A Florida federal district court has ruled that an invasion of privacy exclusion barred coverage for a lawsuit and consent judgment involving alleged violations of the Telephone Consumer Protection Act (TCPA). See Horn v. Liberty Ins. Underwriters, Inc., No. 9:18-cv-80762 (S.D. Fla. May 30, 2019).
The insured marketed and sold certain insurance products. In 2017, it was sued in a putative class action for alleged violations of the TCPA and sought coverage under a private company D&O policy. Its insurer declined coverage. The insured later entered into a consent judgment for more than $60 million and assigned rights against the insurer. The class members then filed suit against the insurer to collect on the judgment.

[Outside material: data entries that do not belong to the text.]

//! Simple SDK Example
//!
//! Queues an enrollment, waits for the outcome and prints the waitlist.
//!
//! # Usage
//!
//! 1. Start the daemon:
//!    ```bash
//!    cargo run --package enrollment-daemon
//!    ```
//!
//! 2. Run this example:
//!    ```bash
//!    cargo run --example simple -- <student_id> <course_id>
//!    ```

use enrollment_sdk::{EnrollmentClient, EnrollmentStatus, SubmitRequest};
use std::time::Duration;

#[tokio::main]
async fn main() -> Result<(), Box<dyn std::error::Error>> {
    let mut args = std::env::args().skip(1);
    let student_id: i64 = args.next().as_deref().unwrap_or("1").parse()?;
    let course_id: i64 = args.next().as_deref().unwrap_or("10").parse()?;

    println!("Enrollment SDK - Simple Example");
    println!("===============================\n");

    // 1. Connect to daemon
    println!("1. Connecting to daemon...");
    let client = EnrollmentClient::connect("http://127.0.0.1:9630").await?;
    println!("   ✓ Connected\n");

    // 2. Submit
    println!("2. Submitting enrollment request...");
    let receipt = match client
        .submit(SubmitRequest {
            student_id,
            course_id,
            correlation_id: Some("simple-example".to_string()),
        })
        .await
    {
        Ok(receipt) => receipt,
        Err(e) if e.is_already_active() => {
            println!("   ⚠ A request for this course is already queued");
            return Ok(());
        }
        Err(e) => return Err(e.into()),
    };
    println!("   ✓ Job queued:");
    println!("     - ID: {}", receipt.job_id);
    println!("     - Estimated wait: {}s\n", receipt.estimated_wait_secs);

    // 3. Wait for the outcome
    println!("3. Waiting for the outcome...");
    let status = client
        .wait_for_terminal(&receipt.job_id, Duration::from_secs(60))
        .await?;

    match (&status.outcome, &status.failure) {
        (Some(outcome), _) => match outcome.status {
            EnrollmentStatus::Confirmed => {
                println!("   ✓ Confirmed (enrollment {})", outcome.enrollment_id)
            }
            EnrollmentStatus::Waitlisted => println!(
                "   ○ Waitlisted at position {}",
                outcome.waitlist_position.unwrap_or_default()
            ),
            other => println!("   ✗ Ended as {:?}", other),
        },
        (None, Some(failure)) => println!("   ✗ {}: {}", failure.kind, failure.reason),
        (None, None) => println!("   ? No outcome recorded"),
    }
    println!();

    // 4. Waitlist
    println!("4. Fetching waitlist...");
    let waitlist = client.waitlist(course_id).await?;
    for entry in &waitlist.entries {
        println!("     #{} student {}", entry.position, entry.student_id);
    }
    if waitlist.entries.is_empty() {
        println!("     (empty)");
    }

    println!("\n✓ Example completed successfully!");

    Ok(())
}
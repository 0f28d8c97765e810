//! SDK Error Types

use thiserror::Error;

/// SDK Result type
pub type Result<T> = std::result::Result<T, SdkError>;

/// Error codes returned by the engine
pub mod code {
    pub const VALIDATION: i32 = 4000;
    pub const NOT_FOUND: i32 = 4001;
    pub const CONFLICT: i32 = 4002;
    pub const ALREADY_ACTIVE: i32 = 4004;
    pub const INTERNAL: i32 = 5000;
    pub const DATABASE: i32 = 5001;
    pub const CONCURRENT_MODIFICATION: i32 = 5003;
}

/// SDK Error
#[derive(Debug, Error)]
pub enum SdkError {
    #[error("Connection error: {0}")]
    Connection(String),

    #[error("RPC error ({code}): {message}")]
    Rpc { code: i32, message: String },

    #[error("Serialization error: {0}")]
    Serialization(#[from] serde_json::Error),

    #[error("Transport error: {0}")]
    Transport(String),

    #[error("Job {0} did not finish in time")]
    Timeout(String),

    #[error("Other error: {0}")]
    Other(String),
}

impl SdkError {
    /// Engine error code, if the server answered with one
    pub fn code(&self) -> Option<i32> {
        match self {
            SdkError::Rpc { code, .. } => Some(*code),
            _ => None,
        }
    }

    /// The student already has a live job for this course
    pub fn is_already_active(&self) -> bool {
        self.code() == Some(code::ALREADY_ACTIVE)
    }

    pub fn is_not_found(&self) -> bool {
        self.code() == Some(code::NOT_FOUND)
    }
}

impl From<jsonrpsee::core::ClientError> for SdkError {
    fn from(e: jsonrpsee::core::ClientError) -> Self {
        match e {
            jsonrpsee::core::ClientError::Call(call_err) => SdkError::Rpc {
                code: call_err.code(),
                message: call_err.message().to_string(),
            },
            jsonrpsee::core::ClientError::Transport(e) => SdkError::Transport(e.to_string()),
            jsonrpsee::core::ClientError::RestartNeeded(_) => {
                SdkError::Connection("Connection restart needed".to_string())
            }
            jsonrpsee::core::ClientError::ParseError(e) => {
                SdkError::Other(format!("Parse error: {}", e))
            }
            _ => SdkError::Other(e.to_string()),
        }
    }
}
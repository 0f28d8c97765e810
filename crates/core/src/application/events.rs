// Typed job lifecycle events

use crate::domain::{EnrollmentOutcome, JobFailure, JobId};
use serde::{Deserialize, Serialize};
use tokio::sync::broadcast;

#[derive(Debug, Clone, PartialEq, Serialize, Deserialize)]
#[serde(tag = "event", rename_all = "snake_case")]
pub enum JobEvent {
    Claimed {
        job_id: JobId,
        worker_id: String,
        attempt: i32,
    },
    Completed {
        job_id: JobId,
        outcome: EnrollmentOutcome,
    },
    Retrying {
        job_id: JobId,
        attempt: i32,
        delay_ms: i64,
        error: String,
    },
    Failed {
        job_id: JobId,
        failure: JobFailure,
    },
    Stalled {
        job_id: JobId,
    },
}

impl JobEvent {
    pub fn job_id(&self) -> &str {
        match self {
            JobEvent::Claimed { job_id, .. }
            | JobEvent::Completed { job_id, .. }
            | JobEvent::Retrying { job_id, .. }
            | JobEvent::Failed { job_id, .. }
            | JobEvent::Stalled { job_id } => job_id,
        }
    }

    pub fn is_terminal(&self) -> bool {
        matches!(self, JobEvent::Completed { .. } | JobEvent::Failed { .. })
    }
}

/// Broadcast hub shared by workers, the stall monitor and status waiters
#[derive(Clone)]
pub struct JobEvents {
    tx: broadcast::Sender<JobEvent>,
}

impl JobEvents {
    pub fn new(capacity: usize) -> Self {
        let (tx, _) = broadcast::channel(capacity);
        Self { tx }
    }

    /// Publish without waiting; events with no subscriber are dropped
    pub fn publish(&self, event: JobEvent) {
        let _ = self.tx.send(event);
    }

    pub fn subscribe(&self) -> broadcast::Receiver<JobEvent> {
        self.tx.subscribe()
    }
}

impl Default for JobEvents {
    fn default() -> Self {
        Self::new(crate::application::worker::constants::EVENT_CHANNEL_CAPACITY)
    }
}

#[cfg(test)]
mod tests {
    use super::*;

    #[tokio::test]
    async fn test_subscribers_see_published_events() {
        let events = JobEvents::new(8);
        let mut rx = events.subscribe();
        events.publish(JobEvent::Stalled {
            job_id: "j-1".to_string(),
        });

        let event = rx.recv().await.unwrap();
        assert_eq!(event.job_id(), "j-1");
        assert!(!event.is_terminal());
    }

    #[test]
    fn test_publish_without_subscribers_is_harmless() {
        JobEvents::new(1).publish(JobEvent::Stalled {
            job_id: "nobody-listens".to_string(),
        });
    }
}
// Domain Error Types

use thiserror::Error;

#[derive(Error, Debug, Clone, PartialEq, Eq)]
pub enum DomainError {
    #[error("Invalid state transition for {entity}: {from} -> {to}")]
    InvalidStateTransition {
        entity: &'static str,
        from: String,
        to: String,
    },

    #[error("Invalid time slot: {0}")]
    InvalidTimeSlot(String),

    #[error("Unknown {kind}: {value}")]
    UnknownVariant { kind: &'static str, value: String },

    #[error("Capacity violation on course {course_id}: {reason}")]
    CapacityViolation { course_id: i64, reason: String },
}

pub type Result<T> = std::result::Result<T, DomainError>;
//! Capability surface the embedding must supply.
//!
//! The crate never talks to a real sensor API. Whatever hosts the session
//! (a browser shell, a mobile runtime, a test harness) implements
//! `MotionPlatform` and forwards deliveries from its raw feed into the
//! session's `on_sample` and `on_sensor_error` entry points.

use std::fmt;

/// Outcome the platform resolves a permission request to.
///
/// A request that fails outright is reported through the `Err` side of
/// `request_permission` instead.
#[derive(Debug, Clone, Copy, PartialEq, Eq)]
#[cfg_attr(feature = "serde", derive(serde::Serialize, serde::Deserialize))]
pub enum PermissionDecision {
    Granted,
    Denied,
}

/// Opaque failure reported by the platform, carrying whatever message the
/// underlying API produced.
#[derive(Debug, Clone, PartialEq, Eq)]
#[cfg_attr(feature = "serde", derive(serde::Serialize, serde::Deserialize))]
pub struct PlatformError(String);

impl PlatformError {
    pub fn new(message: impl Into<String>) -> Self {
        Self(message.into())
    }
}

impl fmt::Display for PlatformError {
    fn fmt(&self, f: &mut fmt::Formatter<'_>) -> fmt::Result {
        f.write_str(&self.0)
    }
}

impl std::error::Error for PlatformError {}

/// What the session needs from the host platform.
///
/// `request_permission` resolves only when the user answers the prompt;
/// every other operation returns immediately. Platforms without an
/// explicit permission step report `permission_api_present` as false and
/// are treated as implicitly granted.
// The session core is single-threaded; its futures never cross threads.
#[allow(async_fn_in_trait)]
pub trait MotionPlatform {
    /// Token identifying one live subscription, handed back on
    /// `unsubscribe`.
    type Handle;

    /// Whether the platform can deliver motion events at all.
    fn motion_supported(&self) -> bool;

    /// Whether motion access is gated behind an explicit user prompt.
    fn permission_api_present(&self) -> bool;

    /// Prompts the user for motion access and waits for the decision.
    async fn request_permission(&mut self) -> Result<PermissionDecision, PlatformError>;

    /// Registers the raw feed and returns the subscription token.
    fn subscribe(&mut self) -> Self::Handle;

    /// Withdraws the subscription identified by `handle`.
    fn unsubscribe(&mut self, handle: Self::Handle);
}
//! Observable session lifecycle types.

use std::fmt;

use crate::platform::PlatformError;

/// Lifecycle state of a motion session, as the presentation layer sees it.
#[derive(Debug, Clone, PartialEq, Eq)]
#[cfg_attr(feature = "serde", derive(serde::Serialize, serde::Deserialize))]
pub enum SessionState {
    /// No subscription and no permission request in flight.
    Idle,
    /// A permission request has been issued and has not resolved yet.
    AwaitingPermission,
    /// The user declined motion access, or the request itself failed.
    PermissionDenied,
    /// Subscribed; raw samples are flowing into the filter.
    Listening,
    /// Something went wrong. Carries a renderable description; a delivery
    /// error in this state does not imply the subscription ended.
    Error(SessionError),
}

/// Remembered outcome of the permission flow.
///
/// Tracked separately from `SessionState`: a granted-but-idle session
/// reads `Granted` here while its state reports `Idle`.
#[derive(Debug, Clone, Copy, PartialEq, Eq)]
#[cfg_attr(feature = "serde", derive(serde::Serialize, serde::Deserialize))]
pub enum PermissionStatus {
    NotDetermined,
    Granted,
    Denied,
}

/// What went wrong, in a form the presentation layer can show directly.
#[derive(Debug, Clone, PartialEq, Eq)]
#[cfg_attr(feature = "serde", derive(serde::Serialize, serde::Deserialize))]
pub enum SessionError {
    /// The platform cannot deliver motion events.
    CapabilityUnsupported,
    /// Motion access was not granted before starting.
    PermissionDenied,
    /// The raw feed reported a fault for one delivery.
    Delivery(PlatformError),
}

impl fmt::Display for SessionError {
    fn fmt(&self, f: &mut fmt::Formatter<'_>) -> fmt::Result {
        match self {
            SessionError::CapabilityUnsupported => {
                write!(f, "motion events are not supported on this device")
            }
            SessionError::PermissionDenied => {
                write!(f, "permission to read motion sensors was denied")
            }
            SessionError::Delivery(err) => write!(f, "sensor delivery failed: {err}"),
        }
    }
}

impl std::error::Error for SessionError {
    fn source(&self) -> Option<&(dyn std::error::Error + 'static)> {
        match self {
            SessionError::Delivery(err) => Some(err),
            _ => None,
        }
    }
}

#[cfg(test)]
mod tests {
    use super::*;

    #[test]
    fn error_messages_are_renderable() {
        assert_eq!(
            SessionError::CapabilityUnsupported.to_string(),
            "motion events are not supported on this device"
        );
        assert_eq!(
            SessionError::Delivery(PlatformError::new("feed reset")).to_string(),
            "sensor delivery failed: feed reset"
        );
    }

    #[test]
    fn delivery_error_exposes_its_source() {
        use std::error::Error;

        let err = SessionError::Delivery(PlatformError::new("feed reset"));
        assert!(err.source().is_some());
        assert!(SessionError::PermissionDenied.source().is_none());
    }
}
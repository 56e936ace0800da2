//! Raw and smoothed acceleration values.

/// One raw accelerometer delivery, gravity included, in m/s².
#[derive(Debug, Clone, Copy, PartialEq, Default)]
#[cfg_attr(feature = "serde", derive(serde::Serialize, serde::Deserialize))]
pub struct Sample {
    pub x: f64,
    pub y: f64,
    pub z: f64,
}

impl Sample {
    /// A sample with all axes at rest.
    pub const ZERO: Self = Self::new(0.0, 0.0, 0.0);

    pub const fn new(x: f64, y: f64, z: f64) -> Self {
        Self { x, y, z }
    }

    /// Builds a sample from per-axis readings, substituting zero for any
    /// axis the sensor did not report.
    pub fn from_axes(x: Option<f64>, y: Option<f64>, z: Option<f64>) -> Self {
        Self {
            x: x.unwrap_or(0.0),
            y: y.unwrap_or(0.0),
            z: z.unwrap_or(0.0),
        }
    }

    /// Euclidean magnitude of the acceleration vector.
    pub fn magnitude(&self) -> f64 {
        (self.x * self.x + self.y * self.y + self.z * self.z).sqrt()
    }
}

/// Componentwise mean over the retained sample window, in m/s².
#[derive(Debug, Clone, Copy, PartialEq, Default)]
#[cfg_attr(feature = "serde", derive(serde::Serialize, serde::Deserialize))]
pub struct AveragedReading {
    pub x: f64,
    pub y: f64,
    pub z: f64,
}

impl AveragedReading {
    /// The reading reported before any sample has arrived.
    pub const ZERO: Self = Self::new(0.0, 0.0, 0.0);

    pub const fn new(x: f64, y: f64, z: f64) -> Self {
        Self { x, y, z }
    }

    /// Euclidean magnitude of the averaged vector.
    pub fn magnitude(&self) -> f64 {
        (self.x * self.x + self.y * self.y + self.z * self.z).sqrt()
    }
}

#[cfg(test)]
mod tests {
    use super::*;

    #[test]
    fn missing_axes_default_to_zero() {
        let sample = Sample::from_axes(Some(1.5), None, Some(-9.81));
        assert_eq!(sample, Sample::new(1.5, 0.0, -9.81));
    }

    #[test]
    fn fully_absent_reading_is_zero() {
        assert_eq!(Sample::from_axes(None, None, None), Sample::ZERO);
    }

    #[test]
    fn sample_magnitude() {
        let sample = Sample::new(3.0, 4.0, 0.0);
        assert!((sample.magnitude() - 5.0).abs() < f64::EPSILON);
    }

    #[test]
    fn zero_reading_has_zero_magnitude() {
        assert_eq!(AveragedReading::ZERO.magnitude(), 0.0);
    }
}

In coverage litigation, the court granted summary judgment in favor of the insurer, holding that an invasion of privacy exclusion barred coverage for the lawsuit. The invasion of privacy exclusion excluded from coverage any Claim “based upon, arising out of, or attributable to any actual or alleged defamation, invasion of privacy, wrongful entry and eviction, false arrest or imprisonment, malicious prosecution, abuse of process, assault, battery or loss of consortium.” (Emphasis by court). The court rejected the claimants’ argument that an invasion of privacy is not an element of a TCPA claim and ruled, instead, that the allegations clearly included alleged privacy violations under the TCPA because the class argued that the insured’s texts violated their privacy. The court also concluded, based on the broad prefatory “arising out of” language that the exclusion would apply if the suit “or its causes of action, expressly or by incorporation, originated from, grew out of, flowed from, or merely had a connection with any actual or alleged invasion of privacy, the Claim is not covered under the Policy.” (Emphasis in original). Here, the court found that nexus to be clearly satisfied.